Congress hasn’t been agreeing on much lately. This is especially true in the House, even more so when it comes to the ever-polarizing subject of green policymaking. That’s why the House’s recent passage of an energy efficiency and conservation bill 375-36 is so striking. As The Hill reports, lawmakers were able to find a common ground on the environment, and reached to pick one of the lowest-hanging fruits around:

The legislation, authored by Reps. Peter Welch (D-Vt.) and David McKinley (R-W.Va.), aims to boost energy conservation with a program called Tenant Star, which provides incentives to landlords and tenants who up their energy savings…The package, which passed 375-36, also promotes energy efficiency in federal agencies under a provision added by Rep. Anna Eshoo (D-Calif.)

“I have long believed that energy efficiency is an area of common ground in this divided Congress,” Welch said during floor debate Tuesday on the bill. “Saving energy creates jobs, saves money and improves the environment. We have disagreements on the causes of climate change and the best fuel mix to meet America’s energy demands, but we can all agree that using less is more,” he said.

The bill will now need to be reconciled with the Shaheen-Portman Energy Savings and Industrial Competitiveness Act currently stalled in the Senate. That bill’s sponsors hope that the House’s example will spur the Senate to move on its own version, which was stymied by ACA and Keystone XL debates late last year.

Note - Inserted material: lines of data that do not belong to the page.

// Redirect path computation. Paths here are location paths
// (`schema:table/filter/...@sort(...)@after(...)`), never full URIs.

const FACETS_MARKER: &str = "*::facets::";

// Remove the first `@<name>(...)` modifier.
fn strip_modifier(path: &str, name: &str) -> String {
    let marker = format!("@{name}(");
    let Some(start) = path.find(&marker) else {
        return path.to_string();
    };
    let Some(len) = path[start..].find(')') else {
        return path[..start].to_string();
    };

    format!("{}{}", &path[..start], &path[start + len + 1..])
}

pub(super) fn strip_sort(path: &str) -> String {
    strip_modifier(path, "sort")
}

pub(super) fn strip_paging(path: &str) -> String {
    strip_modifier(&strip_modifier(path, "before"), "after")
}

pub(super) fn strip_filter(path: &str, bad_span: Option<&str>) -> String {
    if let Some(span) = bad_span.filter(|s| !s.is_empty())
        && let Some(start) = path.find(span)
    {
        let mut out = format!("{}{}", &path[..start], &path[start + span.len()..]);
        tidy_slashes(&mut out);
        return out;
    }

    path.find('/')
        .map_or_else(|| path.to_string(), |end| path[..end].to_string())
}

pub(super) fn strip_facets(path: &str) -> String {
    let mut out = path.to_string();
    while let Some(start) = out.find(FACETS_MARKER) {
        let end = out[start..]
            .find(['/', '@'])
            .map_or(out.len(), |offset| start + offset);
        out.replace_range(start..end, "");
    }
    tidy_slashes(&mut out);

    out
}

// Collapse the separators left behind by a removed segment.
fn tidy_slashes(path: &mut String) {
    while let Some(at) = path.find("//") {
        path.replace_range(at..at + 2, "/");
    }
    while let Some(at) = path.find("/@") {
        path.replace_range(at..=at, "");
    }
    while path.ends_with('/') {
        path.pop();
    }
}
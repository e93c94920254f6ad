use crate::{
    error::SchemaError,
    node::{ConstraintName, ForeignKey, QualifiedTableName, Table},
};
use std::collections::{BTreeMap, BTreeSet};

///
/// Catalog
///
/// Immutable metadata graph for one catalog. The foreign-key constraint
/// index is built once at construction and owned by the catalog.
///

#[derive(Clone, Debug)]
pub struct Catalog {
    id: String,
    tables: BTreeMap<QualifiedTableName, Table>,
    constraints: BTreeMap<ConstraintName, (QualifiedTableName, usize)>,
}

impl Catalog {
    pub fn new(id: impl Into<String>, tables: impl IntoIterator<Item = Table>) -> Self {
        let tables: BTreeMap<_, _> = tables
            .into_iter()
            .map(|table| (table.qualified_name(), table))
            .collect();

        // first declaration wins; duplicates are reported by validation
        let mut constraints = BTreeMap::new();
        for (name, table) in &tables {
            for (index, fk) in table.foreign_keys.iter().enumerate() {
                constraints
                    .entry(fk.constraint.clone())
                    .or_insert_with(|| (name.clone(), index));
            }
        }

        Self {
            id: id.into(),
            tables,
            constraints,
        }
    }

    #[must_use]
    pub fn id(&self) -> &str {
        &self.id
    }

    pub fn tables(&self) -> impl Iterator<Item = &Table> {
        self.tables.values()
    }

    #[must_use]
    pub fn schema_names(&self) -> BTreeSet<&str> {
        self.tables.keys().map(|name| name.schema.as_str()).collect()
    }

    #[must_use]
    pub fn get(&self, name: &QualifiedTableName) -> Option<&Table> {
        self.tables.get(name)
    }

    /// Resolve a table. A bare table name only resolves when it is unique
    /// across schemas.
    pub fn table(&self, schema: Option<&str>, table: &str) -> Result<&Table, SchemaError> {
        if let Some(schema) = schema {
            return self
                .tables
                .get(&QualifiedTableName::new(schema, table))
                .ok_or_else(|| SchemaError::table_not_found(Some(schema), table));
        }

        let matches: Vec<&Table> = self.tables.values().filter(|t| t.name == table).collect();
        match matches.as_slice() {
            [] => Err(SchemaError::table_not_found(None, table)),
            [only] => Ok(*only),
            many => Err(SchemaError::AmbiguousTable {
                table: table.to_string(),
                schemas: many.iter().map(|t| t.schema_name.clone()).collect(),
            }),
        }
    }

    #[must_use]
    pub fn foreign_key(&self, constraint: &ConstraintName) -> Option<&ForeignKey> {
        let (table, index) = self.constraints.get(constraint)?;

        self.tables.get(table)?.foreign_keys.get(*index)
    }

    pub fn try_foreign_key(&self, constraint: &ConstraintName) -> Result<&ForeignKey, SchemaError> {
        self.foreign_key(constraint)
            .ok_or_else(|| SchemaError::ConstraintNotFound {
                constraint: constraint.to_string(),
            })
    }

    /// Foreign keys referencing `table`, ordered by constraint name.
    #[must_use]
    pub fn inbound_foreign_keys(&self, table: &QualifiedTableName) -> Vec<&ForeignKey> {
        let mut fks: Vec<&ForeignKey> = self
            .tables
            .values()
            .flat_map(|t| t.foreign_keys.iter())
            .filter(|fk| &fk.referenced_table == table)
            .collect();
        fks.sort_by(|a, b| a.constraint.cmp(&b.constraint));

        fks
    }

    /// Every foreign key linking `from` and `to` in either direction.
    /// The flag is `true` when the key is declared on `from` (outbound).
    #[must_use]
    pub fn foreign_keys_between(
        &self,
        from: &QualifiedTableName,
        to: &QualifiedTableName,
    ) -> Vec<(&ForeignKey, bool)> {
        let mut links: Vec<(&ForeignKey, bool)> = Vec::new();

        if let Some(table) = self.tables.get(from) {
            links.extend(
                table
                    .foreign_keys
                    .iter()
                    .filter(|fk| &fk.referenced_table == to)
                    .map(|fk| (fk, true)),
            );
        }
        if from != to
            && let Some(table) = self.tables.get(to)
        {
            links.extend(
                table
                    .foreign_keys
                    .iter()
                    .filter(|fk| &fk.referenced_table == from)
                    .map(|fk| (fk, false)),
            );
        }

        links
    }

    pub(crate) fn constraint_count(&self) -> usize {
        self.constraints.len()
    }
}
//! Facet blobs: the JSON model, the LZString path encoding, rendering
//! into join paths, and conversion from plain filters.

mod codec;
mod convert;
mod model;
mod render;


pub use codec::{
    INVALID_BOOLEAN_OPERATOR, INVALID_FACET, INVALID_STRING, decode_facets, encode_facets,
    facets_from_value,
};
pub use model::{FacetRange, FacetTerm, Facets};
pub use render::{
    FacetPath, FacetRenderer, INVALID_CHOICE, INVALID_RANGE, INVALID_SEARCH, INVALID_SOURCE,
    INVALID_SOURCEKEY, MISSING_CONSTRAINTS, ONLY_ONE_NULL_FILTER,
};
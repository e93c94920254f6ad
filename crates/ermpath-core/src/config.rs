use crate::{compose::ROOT_ALIAS, error::Error};
use serde::Deserialize;
use std::collections::BTreeMap;

///
/// Config
///
/// Composer and parser settings. Everything is optional in TOML; missing
/// keys take the defaults below.
///

#[derive(Clone, Debug, Deserialize, Eq, PartialEq)]
#[serde(default, deny_unknown_fields)]
pub struct Config {
    /// Sourcekey to join alias overrides.
    pub forced_aliases: BTreeMap<String, String>,

    /// Shortcut a path whose last simple hop only reaches the referenced
    /// key column into a filter on the local column.
    pub fast_filter: bool,

    /// Capacity of each memoization cache. Zero disables caching.
    pub cache_capacity: usize,

    /// Render multi-term searches with the `all(...)` list syntax.
    pub quantified_search: bool,
}

impl Default for Config {
    fn default() -> Self {
        Self {
            forced_aliases: BTreeMap::new(),
            fast_filter: true,
            cache_capacity: 256,
            quantified_search: false,
        }
    }
}

impl Config {
    /// Parse and validate a TOML document.
    pub fn from_toml_str(source: &str) -> Result<Self, Error> {
        let config: Self = toml::from_str(source).map_err(|e| Error::config(e.to_string()))?;
        config.validate()?;

        Ok(config)
    }

    #[must_use]
    pub fn with_forced_alias(mut self, sourcekey: impl Into<String>, alias: impl Into<String>) -> Self {
        self.forced_aliases.insert(sourcekey.into(), alias.into());
        self
    }

    #[must_use]
    pub const fn with_fast_filter(mut self, fast_filter: bool) -> Self {
        self.fast_filter = fast_filter;
        self
    }

    #[must_use]
    pub const fn with_quantified_search(mut self, quantified_search: bool) -> Self {
        self.quantified_search = quantified_search;
        self
    }

    /// Forced aliases must be plain identifiers that cannot collide with
    /// the root alias or generated join aliases, and must be distinct.
    pub fn validate(&self) -> Result<(), Error> {
        let mut seen = BTreeMap::new();

        for (key, alias) in &self.forced_aliases {
            if alias.is_empty() || !alias.chars().all(|c| c.is_ascii_alphanumeric() || c == '_') {
                return Err(Error::config(format!(
                    "forced alias `{alias}` for `{key}` must be a non-empty identifier"
                )));
            }
            if alias == ROOT_ALIAS || is_generated_alias(alias) {
                return Err(Error::config(format!(
                    "forced alias `{alias}` for `{key}` is reserved"
                )));
            }
            if let Some(other) = seen.insert(alias.as_str(), key.as_str()) {
                return Err(Error::config(format!(
                    "forced alias `{alias}` is used by both `{other}` and `{key}`"
                )));
            }
        }

        Ok(())
    }
}

// `F` followed by digits.
fn is_generated_alias(alias: &str) -> bool {
    alias
        .strip_prefix('F')
        .is_some_and(|rest| !rest.is_empty() && rest.bytes().all(|b| b.is_ascii_digit()))
}

///
/// TESTS
///
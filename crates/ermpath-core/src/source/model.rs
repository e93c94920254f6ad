use crate::{
    encode,
    error::Error,
    filter::{FilterNode, parse_filter_segment},
};
use derive_more::Display;
use ermpath_schema::node::{ConstraintName, ForeignKey};
use serde_json::Value;

///
/// Direction
///
/// Which side of a foreign key a hop walks from.
///

#[derive(Clone, Copy, Debug, Display, Eq, Hash, Ord, PartialEq, PartialOrd)]
pub enum Direction {
    #[display("inbound")]
    Inbound,
    #[display("outbound")]
    Outbound,
}

impl Direction {
    #[must_use]
    pub const fn reversed(self) -> Self {
        match self {
            Self::Inbound => Self::Outbound,
            Self::Outbound => Self::Inbound,
        }
    }
}

///
/// Hop
///

#[derive(Clone, Debug, Eq, Hash, Ord, PartialEq, PartialOrd)]
pub struct Hop {
    pub direction: Direction,
    pub constraint: ConstraintName,
}

impl Hop {
    #[must_use]
    pub const fn outbound(constraint: ConstraintName) -> Self {
        Self {
            direction: Direction::Outbound,
            constraint,
        }
    }

    #[must_use]
    pub const fn inbound(constraint: ConstraintName) -> Self {
        Self {
            direction: Direction::Inbound,
            constraint,
        }
    }
}

/// Link expression for walking `fk` in `direction`:
/// outbound `(from)=(s:referenced:to)`, inbound `(to)=(s:table:from)`.
#[must_use]
pub fn link(fk: &ForeignKey, direction: Direction) -> String {
    let (left, right, table): (Vec<&str>, Vec<&str>, _) = match direction {
        Direction::Outbound => (
            fk.from_columns().collect(),
            fk.to_columns().collect(),
            &fk.referenced_table,
        ),
        Direction::Inbound => (fk.to_columns().collect(), fk.from_columns().collect(), &fk.table),
    };

    let left: Vec<String> = left.into_iter().map(encode::component).collect();
    let right: Vec<String> = right
        .into_iter()
        .enumerate()
        .map(|(index, column)| {
            if index == 0 {
                format!(
                    "{}:{}:{}",
                    encode::component(&table.schema),
                    encode::component(&table.table),
                    encode::component(column)
                )
            } else {
                encode::component(column)
            }
        })
        .collect();

    format!("({})=({})", left.join(","), right.join(","))
}

///
/// Aggregate
///

#[derive(Clone, Copy, Debug, Display, Eq, Hash, Ord, PartialEq, PartialOrd)]
pub enum Aggregate {
    #[display("array")]
    Array,
    #[display("array_d")]
    ArrayDistinct,
    #[display("cnt")]
    Count,
    #[display("cnt_d")]
    CountDistinct,
    #[display("max")]
    Max,
    #[display("min")]
    Min,
}

impl Aggregate {
    fn from_name(name: &str) -> Option<Self> {
        match name {
            "array" => Some(Self::Array),
            "array_d" => Some(Self::ArrayDistinct),
            "cnt" => Some(Self::Count),
            "cnt_d" => Some(Self::CountDistinct),
            "max" => Some(Self::Max),
            "min" => Some(Self::Min),
            _ => None,
        }
    }
}

///
/// PathRef
///
/// Column reached through foreign-key hops, optionally starting from a
/// named path prefix and narrowed by a filter on the far table.
///

#[derive(Clone, Debug, Eq, PartialEq)]
pub struct PathRef {
    pub prefix: Option<String>,
    pub hops: Vec<Hop>,
    pub column: String,
    pub filter: Option<FilterNode>,
}

///
/// NamedSourceRef
///

#[derive(Clone, Debug, Eq, PartialEq)]
pub struct NamedSourceRef {
    pub key: String,
}

///
/// Source
///

#[derive(Clone, Debug, Eq, PartialEq)]
pub enum Source {
    Column(String),
    Path(PathRef),
    Named(NamedSourceRef),
}

impl Source {
    /// The sourcekey this source depends on directly, if any.
    #[must_use]
    pub fn dependency(&self) -> Option<&str> {
        match self {
            Self::Column(_) => None,
            Self::Path(path) => path.prefix.as_deref(),
            Self::Named(named) => Some(&named.key),
        }
    }
}

///
/// SourceSpec
///
/// A requested source plus the aggregate applied to it.
///

#[derive(Clone, Debug, Eq, PartialEq)]
pub struct SourceSpec {
    pub source: Source,
    pub aggregate: Option<Aggregate>,
}

impl SourceSpec {
    pub fn column(name: impl Into<String>) -> Self {
        Self {
            source: Source::Column(name.into()),
            aggregate: None,
        }
    }

    pub fn named(key: impl Into<String>) -> Self {
        Self {
            source: Source::Named(NamedSourceRef { key: key.into() }),
            aggregate: None,
        }
    }

    pub fn path(hops: Vec<Hop>, column: impl Into<String>) -> Self {
        Self {
            source: Source::Path(PathRef {
                prefix: None,
                hops,
                column: column.into(),
                filter: None,
            }),
            aggregate: None,
        }
    }

    #[must_use]
    pub const fn with_aggregate(mut self, aggregate: Aggregate) -> Self {
        self.aggregate = Some(aggregate);
        self
    }

    /// Parse a source object: `"col"`, a path array, `{"source": ...}` or
    /// `{"sourcekey": "..."}`, the latter two with an optional `aggregate`.
    pub fn from_json(value: &Value) -> Result<Self, Error> {
        match value {
            Value::String(_) | Value::Array(_) => Ok(Self {
                source: parse_source(value)?,
                aggregate: None,
            }),
            Value::Object(object) => {
                let aggregate = match object.get("aggregate") {
                    None => None,
                    Some(Value::String(name)) => Some(Aggregate::from_name(name).ok_or_else(|| {
                        Error::invalid_source(format!("'{name}' is not a valid aggregate function"))
                    })?),
                    Some(_) => return Err(Error::invalid_source("aggregate must be a string")),
                };

                let source = match (object.get("source"), object.get("sourcekey")) {
                    (Some(source), _) => parse_source(source)?,
                    (None, Some(Value::String(key))) if !key.is_empty() => {
                        Source::Named(NamedSourceRef { key: key.clone() })
                    }
                    _ => return Err(Error::invalid_source("missing `source` or `sourcekey`")),
                };

                Ok(Self { source, aggregate })
            }
            _ => Err(Error::invalid_source(format!("invalid source object: {value}"))),
        }
    }
}

fn parse_source(value: &Value) -> Result<Source, Error> {
    let nodes = match value {
        Value::String(column) => return Ok(Source::Column(column.clone())),
        Value::Array(nodes) => nodes,
        other => return Err(Error::invalid_source(format!("invalid source: {other}"))),
    };

    let Some((Value::String(column), steps)) = nodes.split_last() else {
        return Err(Error::invalid_source(
            "source path must end with a column name",
        ));
    };

    let mut path = PathRef {
        prefix: None,
        hops: Vec::new(),
        column: column.clone(),
        filter: None,
    };
    for (index, step) in steps.iter().enumerate() {
        parse_step(step, index, steps.len(), &mut path)?;
    }

    if path.prefix.is_none() && path.hops.is_empty() && path.filter.is_none() {
        return Ok(Source::Column(path.column));
    }

    Ok(Source::Path(path))
}

// A prefix may only lead the path, a filter may only close it.
fn parse_step(step: &Value, index: usize, len: usize, path: &mut PathRef) -> Result<(), Error> {
    let invalid = || Error::invalid_source(format!("invalid source path node: {step}"));
    let Value::Object(object) = step else {
        return Err(invalid());
    };

    if let Some(key) = object.get("sourcekey") {
        let Value::String(key) = key else {
            return Err(invalid());
        };
        if index != 0 {
            return Err(Error::invalid_source(
                "a path prefix must be the first node of a source",
            ));
        }
        path.prefix = Some(key.clone());
        return Ok(());
    }

    if let Some(filter) = object.get("filter") {
        let Value::String(filter) = filter else {
            return Err(invalid());
        };
        if index + 1 != len {
            return Err(Error::invalid_source(
                "a filter must be the last node before the column",
            ));
        }
        let node = parse_filter_segment(filter)
            .map_err(|e| Error::invalid_source(format!("invalid source filter: {e}")))?;
        path.filter = Some(node);
        return Ok(());
    }

    let (direction, constraint) = match (object.get("inbound"), object.get("outbound")) {
        (Some(c), None) => (Direction::Inbound, c),
        (None, Some(c)) => (Direction::Outbound, c),
        _ => return Err(invalid()),
    };
    let constraint: (String, String) =
        serde_json::from_value(constraint.clone()).map_err(|_| invalid())?;

    path.hops.push(Hop {
        direction,
        constraint: constraint.into(),
    });

    Ok(())
}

This is one of the few areas of common green ground in American politics because it makes sense from just about every angle. Consuming less energy saves money and reduces environmental impacts. Our economy has become more energy efficient over the years, producing more GDP per amount of energy input, but there’s still room for improvement. Growth and green goals aren’t mutually exclusive, though the modern environmental movement believes them to be. That’s a failing greens will have to come to terms with if they want to be taken seriously by politicians elected on campaigns that cover more than just being kind to Gaia, and bills like the one the House just passed are a step in that direction.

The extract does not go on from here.